Data extracts –

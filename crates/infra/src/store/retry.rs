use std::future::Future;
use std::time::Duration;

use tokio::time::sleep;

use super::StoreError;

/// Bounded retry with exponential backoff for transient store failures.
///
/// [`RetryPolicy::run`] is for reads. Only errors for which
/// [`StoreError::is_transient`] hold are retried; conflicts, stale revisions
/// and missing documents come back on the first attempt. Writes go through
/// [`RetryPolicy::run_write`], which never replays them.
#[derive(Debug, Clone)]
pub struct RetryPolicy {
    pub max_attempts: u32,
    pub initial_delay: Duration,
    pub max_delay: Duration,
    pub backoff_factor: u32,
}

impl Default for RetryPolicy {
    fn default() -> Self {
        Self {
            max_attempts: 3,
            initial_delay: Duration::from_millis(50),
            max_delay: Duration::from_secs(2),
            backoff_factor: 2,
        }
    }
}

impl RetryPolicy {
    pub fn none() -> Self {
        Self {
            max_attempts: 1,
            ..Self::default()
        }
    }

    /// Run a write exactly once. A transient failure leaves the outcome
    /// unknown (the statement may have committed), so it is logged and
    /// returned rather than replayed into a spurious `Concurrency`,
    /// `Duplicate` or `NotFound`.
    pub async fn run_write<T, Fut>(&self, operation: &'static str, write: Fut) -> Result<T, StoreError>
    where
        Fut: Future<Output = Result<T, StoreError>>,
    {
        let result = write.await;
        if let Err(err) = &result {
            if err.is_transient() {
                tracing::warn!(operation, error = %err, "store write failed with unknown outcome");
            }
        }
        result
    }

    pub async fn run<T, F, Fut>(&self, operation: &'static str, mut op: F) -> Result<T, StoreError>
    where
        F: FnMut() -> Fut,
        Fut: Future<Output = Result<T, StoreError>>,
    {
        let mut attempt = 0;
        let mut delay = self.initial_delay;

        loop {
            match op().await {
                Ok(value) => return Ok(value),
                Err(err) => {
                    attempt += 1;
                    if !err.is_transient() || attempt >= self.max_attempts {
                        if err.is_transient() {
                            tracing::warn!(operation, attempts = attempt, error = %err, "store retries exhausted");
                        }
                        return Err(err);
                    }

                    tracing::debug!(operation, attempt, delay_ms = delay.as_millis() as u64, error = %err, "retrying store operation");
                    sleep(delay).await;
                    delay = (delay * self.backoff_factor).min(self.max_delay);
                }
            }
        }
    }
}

---

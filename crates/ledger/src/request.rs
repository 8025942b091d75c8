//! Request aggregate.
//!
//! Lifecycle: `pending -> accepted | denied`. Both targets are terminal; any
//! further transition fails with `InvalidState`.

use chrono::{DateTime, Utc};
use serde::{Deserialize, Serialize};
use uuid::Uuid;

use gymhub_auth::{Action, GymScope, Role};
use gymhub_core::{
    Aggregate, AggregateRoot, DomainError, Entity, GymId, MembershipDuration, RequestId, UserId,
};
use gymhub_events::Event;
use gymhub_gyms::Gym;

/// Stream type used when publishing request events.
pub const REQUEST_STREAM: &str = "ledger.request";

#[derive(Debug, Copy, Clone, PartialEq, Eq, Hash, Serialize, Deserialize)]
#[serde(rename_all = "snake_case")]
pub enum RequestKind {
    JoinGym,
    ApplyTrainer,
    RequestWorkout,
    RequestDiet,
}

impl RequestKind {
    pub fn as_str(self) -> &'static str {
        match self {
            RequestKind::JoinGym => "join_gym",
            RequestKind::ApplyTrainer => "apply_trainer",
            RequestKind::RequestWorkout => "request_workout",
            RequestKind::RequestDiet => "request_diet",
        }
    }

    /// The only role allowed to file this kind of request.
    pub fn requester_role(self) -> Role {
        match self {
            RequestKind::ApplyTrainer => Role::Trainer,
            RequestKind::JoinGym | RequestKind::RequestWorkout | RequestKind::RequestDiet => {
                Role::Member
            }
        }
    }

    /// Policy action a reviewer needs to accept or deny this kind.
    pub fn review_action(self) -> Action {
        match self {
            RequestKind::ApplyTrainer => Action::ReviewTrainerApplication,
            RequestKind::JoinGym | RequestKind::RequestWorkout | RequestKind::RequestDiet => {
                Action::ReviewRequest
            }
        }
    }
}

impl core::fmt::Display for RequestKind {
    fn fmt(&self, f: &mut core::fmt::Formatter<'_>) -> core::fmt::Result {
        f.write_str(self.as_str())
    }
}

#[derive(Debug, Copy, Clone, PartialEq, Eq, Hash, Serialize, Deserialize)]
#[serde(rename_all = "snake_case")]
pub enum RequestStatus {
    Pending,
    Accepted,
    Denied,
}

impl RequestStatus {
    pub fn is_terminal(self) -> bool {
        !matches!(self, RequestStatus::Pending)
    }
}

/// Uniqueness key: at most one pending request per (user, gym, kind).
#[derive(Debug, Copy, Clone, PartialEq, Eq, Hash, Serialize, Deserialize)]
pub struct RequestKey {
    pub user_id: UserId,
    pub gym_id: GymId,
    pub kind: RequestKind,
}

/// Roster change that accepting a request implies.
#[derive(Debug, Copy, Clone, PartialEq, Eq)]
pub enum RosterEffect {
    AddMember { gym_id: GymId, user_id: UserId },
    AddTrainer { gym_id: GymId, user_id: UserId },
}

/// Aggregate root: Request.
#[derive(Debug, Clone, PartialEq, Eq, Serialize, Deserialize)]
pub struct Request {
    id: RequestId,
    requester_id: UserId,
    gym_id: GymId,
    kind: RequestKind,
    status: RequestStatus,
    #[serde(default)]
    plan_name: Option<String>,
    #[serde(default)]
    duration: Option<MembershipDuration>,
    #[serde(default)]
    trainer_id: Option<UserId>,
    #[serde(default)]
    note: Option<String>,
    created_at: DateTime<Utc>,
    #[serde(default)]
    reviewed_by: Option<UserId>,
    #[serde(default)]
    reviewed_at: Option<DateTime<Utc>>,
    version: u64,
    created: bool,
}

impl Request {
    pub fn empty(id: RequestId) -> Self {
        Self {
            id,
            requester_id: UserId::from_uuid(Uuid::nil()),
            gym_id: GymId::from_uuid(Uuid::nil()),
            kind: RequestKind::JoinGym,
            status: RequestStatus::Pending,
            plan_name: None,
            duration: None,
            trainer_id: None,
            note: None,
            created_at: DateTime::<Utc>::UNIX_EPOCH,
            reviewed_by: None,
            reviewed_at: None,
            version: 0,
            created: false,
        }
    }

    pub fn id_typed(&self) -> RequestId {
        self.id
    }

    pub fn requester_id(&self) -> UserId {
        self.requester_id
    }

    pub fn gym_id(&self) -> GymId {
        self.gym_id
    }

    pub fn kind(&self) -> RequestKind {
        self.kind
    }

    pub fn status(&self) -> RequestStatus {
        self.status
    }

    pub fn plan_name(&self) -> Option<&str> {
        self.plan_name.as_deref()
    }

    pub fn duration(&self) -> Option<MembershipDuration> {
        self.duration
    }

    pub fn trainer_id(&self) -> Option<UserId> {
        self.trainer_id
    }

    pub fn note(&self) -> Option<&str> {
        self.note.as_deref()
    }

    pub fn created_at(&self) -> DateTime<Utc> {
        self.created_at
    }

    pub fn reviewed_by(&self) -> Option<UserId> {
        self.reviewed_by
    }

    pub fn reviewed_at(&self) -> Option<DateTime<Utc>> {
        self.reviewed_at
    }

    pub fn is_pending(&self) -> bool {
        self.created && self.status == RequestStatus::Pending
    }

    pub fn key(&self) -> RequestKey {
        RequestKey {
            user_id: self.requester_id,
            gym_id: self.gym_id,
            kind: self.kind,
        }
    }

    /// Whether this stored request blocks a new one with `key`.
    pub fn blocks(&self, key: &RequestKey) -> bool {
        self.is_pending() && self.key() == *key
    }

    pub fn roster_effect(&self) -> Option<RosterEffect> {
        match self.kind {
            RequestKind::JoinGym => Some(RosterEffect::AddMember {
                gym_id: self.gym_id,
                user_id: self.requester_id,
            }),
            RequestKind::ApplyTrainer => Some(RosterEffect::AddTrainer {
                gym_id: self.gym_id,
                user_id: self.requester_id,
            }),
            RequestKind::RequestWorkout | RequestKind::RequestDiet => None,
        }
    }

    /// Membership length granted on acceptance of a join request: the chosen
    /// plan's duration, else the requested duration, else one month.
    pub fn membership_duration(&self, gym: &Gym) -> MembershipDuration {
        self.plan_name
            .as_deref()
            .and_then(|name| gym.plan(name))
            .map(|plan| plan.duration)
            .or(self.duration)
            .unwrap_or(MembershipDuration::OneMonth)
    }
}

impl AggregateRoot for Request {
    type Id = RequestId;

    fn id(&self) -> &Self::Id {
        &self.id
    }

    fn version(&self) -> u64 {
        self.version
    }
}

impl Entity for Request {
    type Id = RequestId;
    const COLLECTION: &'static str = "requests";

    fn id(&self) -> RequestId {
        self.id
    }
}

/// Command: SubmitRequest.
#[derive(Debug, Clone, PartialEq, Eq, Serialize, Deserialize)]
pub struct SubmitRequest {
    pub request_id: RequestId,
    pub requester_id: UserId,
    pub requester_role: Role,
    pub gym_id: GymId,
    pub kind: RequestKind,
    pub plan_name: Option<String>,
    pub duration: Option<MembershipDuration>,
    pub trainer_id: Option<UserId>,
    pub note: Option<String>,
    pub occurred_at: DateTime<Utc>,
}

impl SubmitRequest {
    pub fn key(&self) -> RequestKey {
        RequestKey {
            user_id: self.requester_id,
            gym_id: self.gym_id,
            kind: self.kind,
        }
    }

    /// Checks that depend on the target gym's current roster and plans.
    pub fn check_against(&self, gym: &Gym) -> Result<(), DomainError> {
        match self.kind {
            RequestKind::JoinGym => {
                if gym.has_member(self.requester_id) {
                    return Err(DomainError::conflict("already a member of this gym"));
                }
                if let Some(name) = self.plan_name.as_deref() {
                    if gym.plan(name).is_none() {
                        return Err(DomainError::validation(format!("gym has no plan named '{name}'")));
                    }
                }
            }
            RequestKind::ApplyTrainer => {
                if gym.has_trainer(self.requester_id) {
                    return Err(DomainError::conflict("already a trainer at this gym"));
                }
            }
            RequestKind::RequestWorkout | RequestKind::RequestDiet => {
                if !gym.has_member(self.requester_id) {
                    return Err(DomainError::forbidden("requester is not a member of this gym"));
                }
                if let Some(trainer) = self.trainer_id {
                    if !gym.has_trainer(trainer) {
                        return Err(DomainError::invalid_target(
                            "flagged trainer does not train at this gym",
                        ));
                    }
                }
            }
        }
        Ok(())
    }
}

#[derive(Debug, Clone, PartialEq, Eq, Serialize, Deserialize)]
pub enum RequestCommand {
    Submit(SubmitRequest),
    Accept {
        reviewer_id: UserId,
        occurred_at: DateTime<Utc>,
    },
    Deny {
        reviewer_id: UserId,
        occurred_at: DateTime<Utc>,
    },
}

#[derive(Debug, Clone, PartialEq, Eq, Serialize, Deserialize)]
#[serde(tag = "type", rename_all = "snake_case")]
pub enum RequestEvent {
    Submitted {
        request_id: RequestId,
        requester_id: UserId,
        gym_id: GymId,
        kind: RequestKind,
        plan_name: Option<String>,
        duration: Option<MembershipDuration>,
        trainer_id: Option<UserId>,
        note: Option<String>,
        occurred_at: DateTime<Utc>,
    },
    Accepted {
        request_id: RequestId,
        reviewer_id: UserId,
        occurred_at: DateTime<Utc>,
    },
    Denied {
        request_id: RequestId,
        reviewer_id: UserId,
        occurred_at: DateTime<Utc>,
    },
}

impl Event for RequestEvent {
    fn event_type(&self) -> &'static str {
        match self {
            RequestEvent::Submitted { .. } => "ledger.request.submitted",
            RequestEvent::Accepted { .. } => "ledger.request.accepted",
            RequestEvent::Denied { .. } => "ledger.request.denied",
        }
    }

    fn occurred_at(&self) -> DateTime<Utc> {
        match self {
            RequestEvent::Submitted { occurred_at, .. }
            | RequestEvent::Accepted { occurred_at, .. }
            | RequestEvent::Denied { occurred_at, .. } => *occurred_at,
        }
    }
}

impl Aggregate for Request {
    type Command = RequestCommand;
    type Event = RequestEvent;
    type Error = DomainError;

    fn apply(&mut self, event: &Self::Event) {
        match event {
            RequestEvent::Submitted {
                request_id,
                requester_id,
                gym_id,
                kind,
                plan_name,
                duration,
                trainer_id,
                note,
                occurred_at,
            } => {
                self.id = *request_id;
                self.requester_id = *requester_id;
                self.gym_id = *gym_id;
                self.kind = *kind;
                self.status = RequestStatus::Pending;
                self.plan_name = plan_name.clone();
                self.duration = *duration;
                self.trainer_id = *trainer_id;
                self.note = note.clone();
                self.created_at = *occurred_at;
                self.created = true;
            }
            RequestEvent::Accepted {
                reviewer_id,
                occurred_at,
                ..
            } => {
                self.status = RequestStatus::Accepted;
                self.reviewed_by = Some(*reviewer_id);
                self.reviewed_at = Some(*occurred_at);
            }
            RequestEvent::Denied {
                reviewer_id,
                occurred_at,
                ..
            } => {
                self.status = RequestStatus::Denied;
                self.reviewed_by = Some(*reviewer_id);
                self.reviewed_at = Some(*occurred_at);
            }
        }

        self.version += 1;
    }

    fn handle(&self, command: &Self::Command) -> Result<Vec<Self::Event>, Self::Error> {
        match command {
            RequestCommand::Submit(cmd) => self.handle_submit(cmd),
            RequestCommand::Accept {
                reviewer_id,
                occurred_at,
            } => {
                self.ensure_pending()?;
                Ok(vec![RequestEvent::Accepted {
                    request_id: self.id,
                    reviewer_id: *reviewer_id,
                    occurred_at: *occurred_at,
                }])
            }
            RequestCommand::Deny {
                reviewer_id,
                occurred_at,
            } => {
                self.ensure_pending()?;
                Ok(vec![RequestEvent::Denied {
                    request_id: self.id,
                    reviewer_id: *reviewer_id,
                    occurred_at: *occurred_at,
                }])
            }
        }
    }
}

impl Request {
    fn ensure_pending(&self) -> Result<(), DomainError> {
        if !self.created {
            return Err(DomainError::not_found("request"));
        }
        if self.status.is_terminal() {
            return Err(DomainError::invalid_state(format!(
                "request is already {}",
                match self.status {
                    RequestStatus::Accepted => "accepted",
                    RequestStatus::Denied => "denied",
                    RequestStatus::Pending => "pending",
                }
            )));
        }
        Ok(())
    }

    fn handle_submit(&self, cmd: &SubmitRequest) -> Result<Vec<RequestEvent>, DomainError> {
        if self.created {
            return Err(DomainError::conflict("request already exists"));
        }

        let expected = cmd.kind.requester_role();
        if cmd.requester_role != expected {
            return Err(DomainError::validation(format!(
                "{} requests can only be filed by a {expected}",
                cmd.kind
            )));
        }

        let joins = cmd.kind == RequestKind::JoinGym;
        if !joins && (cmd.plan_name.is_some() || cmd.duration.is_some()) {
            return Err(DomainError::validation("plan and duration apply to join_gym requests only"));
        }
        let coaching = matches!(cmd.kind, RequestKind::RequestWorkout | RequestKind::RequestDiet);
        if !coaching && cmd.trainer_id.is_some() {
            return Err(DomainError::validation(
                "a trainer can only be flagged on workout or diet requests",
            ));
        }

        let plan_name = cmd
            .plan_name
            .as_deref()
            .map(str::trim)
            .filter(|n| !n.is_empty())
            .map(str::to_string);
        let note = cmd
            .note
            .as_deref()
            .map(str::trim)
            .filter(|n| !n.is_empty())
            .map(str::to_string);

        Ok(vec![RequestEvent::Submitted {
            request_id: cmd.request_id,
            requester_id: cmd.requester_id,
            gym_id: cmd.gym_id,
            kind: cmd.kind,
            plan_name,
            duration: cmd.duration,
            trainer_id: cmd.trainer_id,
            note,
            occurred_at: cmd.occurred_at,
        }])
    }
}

...

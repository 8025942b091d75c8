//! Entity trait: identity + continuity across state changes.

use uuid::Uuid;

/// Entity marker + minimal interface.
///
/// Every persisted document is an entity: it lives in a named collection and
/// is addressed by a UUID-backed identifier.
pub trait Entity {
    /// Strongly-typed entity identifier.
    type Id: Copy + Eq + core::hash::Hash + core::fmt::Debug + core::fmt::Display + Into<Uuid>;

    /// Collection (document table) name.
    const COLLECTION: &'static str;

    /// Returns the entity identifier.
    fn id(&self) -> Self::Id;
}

What you will do – Wherever the word "note" turns up in the records, copy out the line it is on.

Answer box –
    note: Option<String>,
            note: None,
    pub fn note(&self) -> Option<&str> {
        self.note.as_deref()
    pub note: Option<String>,
        note: Option<String>,
                note,
                self.note = note.clone();
        let note = cmd
            .note
            note,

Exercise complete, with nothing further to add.